DNA编码化合物库的构建方法主要有三种,第一种是以美国Ensemble公司为主利用DNA模板技术得到的DNA导向分子库(DNA-Templated Chemical Library Synthesis,简称DTCL),第二种是以美国GSK公司,X-Chem公司和国内的成都先导为主利用DNA标记技术得到的DNA记录分子库(DNA-Recorded Chemical Library,简称DRCL),第三种是以瑞士Philogen公司为主基于片段的药物设计(Fragment-based drug discovery,简称FBDD)技术得到的编码自组装分子库(Encoded Self-Assembling Chemical Libraries,简称ESAC),目前工业上被大量运用的构建DNA编码化合物库的方法主要是第二种,该方法操作简单,成本更低,能更快速地利用组合化学方法得到含有海量的化合物的DNA编码化合物库。
除了DNA起始片段(详见本公司发明专利:CN108070009A,CN109868268A)外,需要有大量的DNA标签和可以按照一定顺序进行反应的有机小分子试剂。DNA标签的编码可以通过一定的计算机程序来获得(详见本公司发明专利:CN107958139A),再通过DNA合成仪得到具体的DNA碱基序列的引物。有机小分子试剂的获得,可以使用一定的计算机程序来对获得的试剂清单进行筛选得到(详见本公司发明专利:CN108959855A)。
DEL库领域目前最主要的工作之一是DNA上化学反应的开发,简称on-DNA化学反应。因为DNA必须在一定的水相中、pH、温度、金属离子浓度和无机盐浓度下才能保持稳定,因此,对DNA损伤小、有较好的回收率和底物适应性广的on-DNA化学反应,才是大规模应用于DNA编码化合物库的合成所需要的。

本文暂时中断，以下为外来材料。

//! Conversion between scraped price text and decimal amounts.
//!
//! The platform renders prices with a decimal comma and a currency suffix,
//! e.g. `"119,40 MAD"`. Only one currency is supported.

use std::str::FromStr;
use std::sync::LazyLock;

use regex::Regex;
use rust_decimal::{Decimal, RoundingStrategy};
use serde::Serializer;

pub const CURRENCY_LABEL: &str = "MAD";

/// Largest amount [`parse_price`] accepts. Anything above parses as zero, so
/// sums over a catalog of bounded amounts cannot overflow `Decimal`.
pub const MAX_AMOUNT: Decimal = Decimal::from_parts(1_000_000_000, 0, 0, false, 0);

static DECIMAL_AMOUNT: LazyLock<Regex> =
    LazyLock::new(|| Regex::new(r"([0-9]+)[,.]([0-9]+)").expect("valid decimal amount regex"));

static INTEGER_AMOUNT: LazyLock<Regex> =
    LazyLock::new(|| Regex::new(r"[0-9]+").expect("valid integer amount regex"));

/// Extracts the first amount found in `text`.
///
/// Tries `digits[,.]digits` first, then a bare run of digits. Anything else,
/// including empty text or an amount above [`MAX_AMOUNT`], yields zero.
#[must_use]
pub fn parse_price(text: &str) -> Decimal {
    let decimal = DECIMAL_AMOUNT
        .captures(text)
        .and_then(|caps| Decimal::from_str(&format!("{}.{}", &caps[1], &caps[2])).ok());
    let amount = decimal.or_else(|| {
        INTEGER_AMOUNT
            .find(text)
            .and_then(|m| Decimal::from_str(m.as_str()).ok())
    });

    match amount {
        Some(value) if value <= MAX_AMOUNT => value,
        _ => Decimal::ZERO,
    }
}

/// Formats an amount as `"1234,50 MAD"`: two decimals, comma separator.
#[must_use]
pub fn format_price(amount: Decimal) -> String {
    let rounded = amount.round_dp_with_strategy(2, RoundingStrategy::MidpointAwayFromZero);
    format!("{rounded:.2} {CURRENCY_LABEL}").replace('.', ",")
}

/// `serialize_with` helper emitting the [`format_price`] text.
pub(crate) fn serialize_formatted<S: Serializer>(amount: &Decimal, s: S) -> Result<S::Ok, S::Error> {
    s.serialize_str(&format_price(*amount))
}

目前公开报道的on-DNA化学反应种类近60种,每种的反应条件少则一种,多则十几种,可以说,在其他情况一样的情况下,on-DNA化学反应的种类越多,条件越丰富,在DNA编码化合物库的设计时的选择性才越多,最终DNA编码化合物库的合成成功率才越高,得到的DNA编码化合物库的多样性才越丰富。

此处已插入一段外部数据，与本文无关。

//! Randomized construction: repeatedly draw a store, then a dish from it.
//!
//! Cheap and bounded, but with no coverage guarantee. Results depend on the
//! injected generator; a seeded one makes runs reproducible.

use rand::rngs::StdRng;
use rand::{Rng, SeedableRng};
use rust_decimal::Decimal;

use super::{is_degenerate, rank, Combination, CombinationSearch, RankOrder, Strategy};
use crate::flatten::{group_by_store, FlatDish};

/// Trials attempted per requested result.
pub const GREEDY_TRIAL_FACTOR: usize = 5;

/// Random picks per trial before giving up on it.
pub const GREEDY_PICK_ATTEMPTS: usize = 100;

#[derive(Debug, Clone)]
pub struct GreedySearch<R> {
    rng: R,
}

impl GreedySearch<StdRng> {
    #[must_use]
    pub fn seeded(seed: u64) -> Self {
        Self::new(StdRng::seed_from_u64(seed))
    }

    #[must_use]
    pub fn from_os_rng() -> Self {
        Self::new(StdRng::from_os_rng())
    }
}

impl<R: Rng> GreedySearch<R> {
    pub fn new(rng: R) -> Self {
        Self { rng }
    }

    /// One trial. Returns the picks only if exactly `num_plates` were accepted.
    fn trial<'a>(
        &mut self,
        groups: &[Vec<FlatDish<'a>>],
        budget: Decimal,
        num_plates: usize,
    ) -> Option<Vec<FlatDish<'a>>> {
        let mut picked: Vec<FlatDish<'a>> = Vec::with_capacity(num_plates);
        let mut used = vec![false; groups.len()];
        let mut used_count = 0usize;
        let mut total = Decimal::ZERO;

        for _ in 0..GREEDY_PICK_ATTEMPTS {
            if picked.len() == num_plates {
                break;
            }
            let store = self.rng.random_range(0..groups.len());
            if used[store] && used_count < groups.len() {
                continue;
            }
            let group = &groups[store];
            let candidate = group[self.rng.random_range(0..group.len())];
            if total + candidate.price <= budget {
                total += candidate.price;
                picked.push(candidate);
                if !used[store] {
                    used[store] = true;
                    used_count += 1;
                }
            }
        }

        (picked.len() == num_plates).then_some(picked)
    }
}

impl<R: Rng> CombinationSearch for GreedySearch<R> {
    fn strategy(&self) -> Strategy {
        Strategy::Greedy
    }

    fn search<'a>(
        &mut self,
        dishes: &[FlatDish<'a>],
        budget: Decimal,
        num_plates: usize,
        max_results: usize,
    ) -> Vec<Combination<'a>> {
        if is_degenerate(budget, num_plates, max_results) {
            return Vec::new();
        }

        let groups = group_by_store(dishes);
        if groups.is_empty() {
            return Vec::new();
        }

        let trials = max_results.saturating_mul(GREEDY_TRIAL_FACTOR);
        let mut found: Vec<Combination<'a>> = Vec::new();
        let mut attempted = 0usize;
        while attempted < trials && found.len() < max_results {
            attempted += 1;
            if let Some(picked) = self.trial(&groups, budget, num_plates) {
                found.push(Combination::new(picked));
            }
        }

        tracing::debug!(
            stores = groups.len(),
            attempted,
            found = found.len(),
            "greedy search finished"
        );

        rank(found, budget, RankOrder::ClosestThenDiverse, max_results)
    }
}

表1可用于DRCL构建的On-DNA化学反应种类和具体条件
在on-DNA化学反应中,缓冲液的选择十分重要,我们确定了几种常用的缓冲液的配制和质检方法(详见本公司发明专利:CN109456368A),并提供了在该缓冲液条件下的几种具体的On-DNA化学反应(详见本公司发明专利:CN109680342A)。目前DNA编码化合物库构建中最常使用的成键化学反应有:形成酰胺键反应、其他胺的盖帽反应(还原氨化、取代、(硫)脲的形成、氨基甲酸酯的形成、磺酰化等)、Suzuki偶联反应、Sonogashira偶联反应、Heck偶联反应、Buchwald偶联反应、Ullmann偶联反应等(参考文献:Angew.Chem.Int.Ed.,2019,58,10.1002/anie.201902489)。

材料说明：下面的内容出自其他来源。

use std::sync::Arc;
use std::time::Duration;

use axum::{
    extract::{Query, State},
    Extension, Json,
};
use dishdb_core::CatalogError;
use dishdb_recommend::{
    price_stats, recommend, validate_request, PriceReport, PriceStats, RecommendationRequest,
    RecommendationResult, Strategy,
};
use serde::{Deserialize, Serialize};
use serde_json::Value;

use crate::middleware::RequestId;

use super::{map_catalog_error, run_blocking, ApiError, ApiResponse, AppState, ResponseMeta};

// ---------------------------------------------------------------------------
// Request shapes
// ---------------------------------------------------------------------------

/// JSON body for `POST /api/v1/recommendations`.
///
/// `budget` accepts either text (`"300 MAD"`) or a bare number. The numeric
/// fields accept JSON numbers or numeric strings (`"2"`).
#[derive(Debug, Deserialize)]
#[serde(rename_all = "camelCase")]
pub(super) struct RecommendationBody {
    pub budget: Option<Value>,
    pub num_plates: Option<Value>,
    pub algorithm: Option<String>,
    pub max_results: Option<Value>,
    pub seed: Option<Value>,
}

/// Query string for `GET /api/v1/recommendations`. Numbers are parsed by
/// hand so malformed values produce a `validation_error` envelope.
#[derive(Debug, Deserialize)]
pub(super) struct RecommendationQuery {
    pub budget: Option<String>,
    pub plates: Option<String>,
    pub algorithm: Option<String>,
    pub max: Option<String>,
    pub seed: Option<String>,
}

#[derive(Debug, Serialize)]
#[serde(untagged)]
pub(super) enum PriceStatsData {
    NoData { message: &'static str },
    Report(PriceReport),
}

// ---------------------------------------------------------------------------
// Input normalization
// ---------------------------------------------------------------------------

fn budget_text(value: Option<Value>) -> Option<String> {
    match value? {
        Value::String(s) => Some(s),
        Value::Number(n) => Some(n.to_string()),
        _ => None,
    }
}

fn positive_count(req_id: &str, field: &str, value: i64) -> Result<usize, ApiError> {
    usize::try_from(value)
        .ok()
        .filter(|v| *v >= 1)
        .ok_or_else(|| {
            ApiError::new(
                req_id,
                "validation_error",
                format!("{field} must be at least 1, got {value}"),
            )
        })
}

fn parse_number<T: std::str::FromStr>(req_id: &str, field: &str, raw: &str) -> Result<T, ApiError> {
    raw.trim().parse().map_err(|_| {
        ApiError::new(
            req_id,
            "validation_error",
            format!("{field} must be a number, got '{raw}'"),
        )
    })
}

fn number_field<T: std::str::FromStr>(
    req_id: &str,
    field: &str,
    value: Option<Value>,
) -> Result<Option<T>, ApiError> {
    match value {
        None | Some(Value::Null) => Ok(None),
        Some(Value::Number(n)) => parse_number(req_id, field, &n.to_string()).map(Some),
        Some(Value::String(s)) => parse_number(req_id, field, &s).map(Some),
        Some(other) => Err(ApiError::new(
            req_id,
            "validation_error",
            format!("{field} must be a number, got {other}"),
        )),
    }
}

fn build_request(
    state: &AppState,
    req_id: &str,
    budget: Option<String>,
    num_plates: Option<i64>,
    algorithm: Option<&str>,
    max_results: Option<i64>,
    seed: Option<u64>,
) -> Result<RecommendationRequest, ApiError> {
    let (Some(budget), Some(num_plates)) = (budget, num_plates) else {
        return Err(ApiError::new(
            req_id,
            "validation_error",
            "budget and number of plates are required",
        ));
    };
    let num_plates = positive_count(req_id, "numPlates", num_plates)?;
    let max_results = match max_results {
        Some(value) => positive_count(req_id, "maxResults", value)?,
        None => state.config.default_max_results,
    };
    let strategy = algorithm.map_or_else(Strategy::default, Strategy::parse_or_default);

    let request = RecommendationRequest::new(budget, num_plates)
        .with_strategy(strategy)
        .with_max_results(max_results)
        .with_seed(seed);
    validate_request(&request)
        .map_err(|e| ApiError::new(req_id, "validation_error", e.to_string()))?;
    Ok(request)
}

// ---------------------------------------------------------------------------
// Handlers
// ---------------------------------------------------------------------------

pub(super) async fn recommend_body(
    State(state): State<AppState>,
    Extension(req_id): Extension<RequestId>,
    Json(body): Json<RecommendationBody>,
) -> Result<Json<ApiResponse<RecommendationResult>>, ApiError> {
    let num_plates = number_field::<i64>(&req_id.0, "numPlates", body.num_plates)?;
    let max_results = number_field::<i64>(&req_id.0, "maxResults", body.max_results)?;
    let seed = number_field::<u64>(&req_id.0, "seed", body.seed)?;

    let request = build_request(
        &state,
        &req_id.0,
        budget_text(body.budget),
        num_plates,
        body.algorithm.as_deref(),
        max_results,
        seed,
    )?;
    run_recommendation(&state, req_id, request).await
}

pub(super) async fn recommend_query(
    State(state): State<AppState>,
    Extension(req_id): Extension<RequestId>,
    Query(query): Query<RecommendationQuery>,
) -> Result<Json<ApiResponse<RecommendationResult>>, ApiError> {
    let num_plates = query
        .plates
        .as_deref()
        .map(|raw| parse_number::<i64>(&req_id.0, "plates", raw))
        .transpose()?;
    let max_results = query
        .max
        .as_deref()
        .map(|raw| parse_number::<i64>(&req_id.0, "max", raw))
        .transpose()?;
    let seed = query
        .seed
        .as_deref()
        .map(|raw| parse_number::<u64>(&req_id.0, "seed", raw))
        .transpose()?;

    let request = build_request(
        &state,
        &req_id.0,
        query.budget,
        num_plates,
        query.algorithm.as_deref(),
        max_results,
        seed,
    )?;
    run_recommendation(&state, req_id, request).await
}

/// Loads a catalog snapshot and searches it on the blocking pool, bounded by
/// the configured timeout. A timed-out search keeps running to completion in
/// the background; only the response is abandoned.
async fn run_recommendation(
    state: &AppState,
    req_id: RequestId,
    request: RecommendationRequest,
) -> Result<Json<ApiResponse<RecommendationResult>>, ApiError> {
    let catalog = Arc::clone(&state.catalog);
    let limit = Duration::from_secs(state.config.search_timeout_secs);
    let strategy = request.strategy;

    let task = tokio::task::spawn_blocking(move || -> Result<_, CatalogError> {
        let stores = catalog.load()?;
        if stores.is_empty() {
            return Ok(None);
        }
        Ok(Some(recommend(&stores, &request)))
    });

    match tokio::time::timeout(limit, task).await {
        Err(_) => {
            tracing::warn!(
                strategy = %strategy,
                timeout_secs = limit.as_secs(),
                "recommendation search timed out"
            );
            Err(ApiError::new(
                req_id.0,
                "timeout",
                format!("search did not finish within {}s", limit.as_secs()),
            ))
        }
        Ok(Err(e)) => {
            tracing::error!(error = %e, "recommendation task failed");
            Err(ApiError::new(
                req_id.0,
                "internal_error",
                "recommendation task failed",
            ))
        }
        Ok(Ok(Err(e))) => Err(map_catalog_error(req_id.0, &e)),
        Ok(Ok(Ok(None))) => Err(ApiError::new(
            req_id.0,
            "not_found",
            "no stores data found; import or scrape stores first",
        )),
        Ok(Ok(Ok(Some(result)))) => Ok(Json(ApiResponse {
            data: result,
            meta: ResponseMeta::new(req_id.0),
        })),
    }
}

pub(super) async fn price_statistics(
    State(state): State<AppState>,
    Extension(req_id): Extension<RequestId>,
) -> Result<Json<ApiResponse<PriceStatsData>>, ApiError> {
    let catalog = Arc::clone(&state.catalog);
    let stats = run_blocking(&req_id.0, move || {
        catalog.load().map(|stores| price_stats(&stores))
    })
    .await?;

    let data = match stats {
        PriceStats::NoData => PriceStatsData::NoData {
            message: "No price data available",
        },
        PriceStats::Report(report) => PriceStatsData::Report(report),
    };

    Ok(Json(ApiResponse {
        data,
        meta: ResponseMeta::new(req_id.0),
    }))
}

磺酰胺类化合物具有多种生物活性,其本身以及由它衍生的一系列有机化合物在临床药物、农药、染料以及材料等方面有着广泛的用途。目前在DNA编码化合物库领域,合成On-DNA磺酰胺类化合物的主要方法是通过On-DNA氨基化合物与小分子磺酰氯试剂在碱性条件下直接反应制得(参考文献:ACS Med.Chem.Lett.,2015,919),但是由于DNA编码化合物库批量操作、磺酰氯溶液稳定性差且不易储存、过量的磺酰氯不易去除且容易造成DNA降解等原因,在实际生产中,小分子磺酰氯试剂作为DNA编码氨基化合物库的盖帽试剂,由其制备DNA编码磺酰胺类化合物库并不理想。本公司的发明专利(CN110066308A)介绍了一种利用单质碘作为氧化剂,使得DNA-NH2直接于亚磺酸盐反应得到On-DNA的磺酰胺类化合物的方法,但是该方法是得到的是胺基更靠近DNA的一类On-DNA的磺酰胺类化合物,我们是否可以使用该方法得到磺酰基更靠近DNA的另一类On-DNA的磺酰胺类化合物,因为反应顺序不一样,DNA编码化合物库的构建和需要使用的试剂会有很大的差别。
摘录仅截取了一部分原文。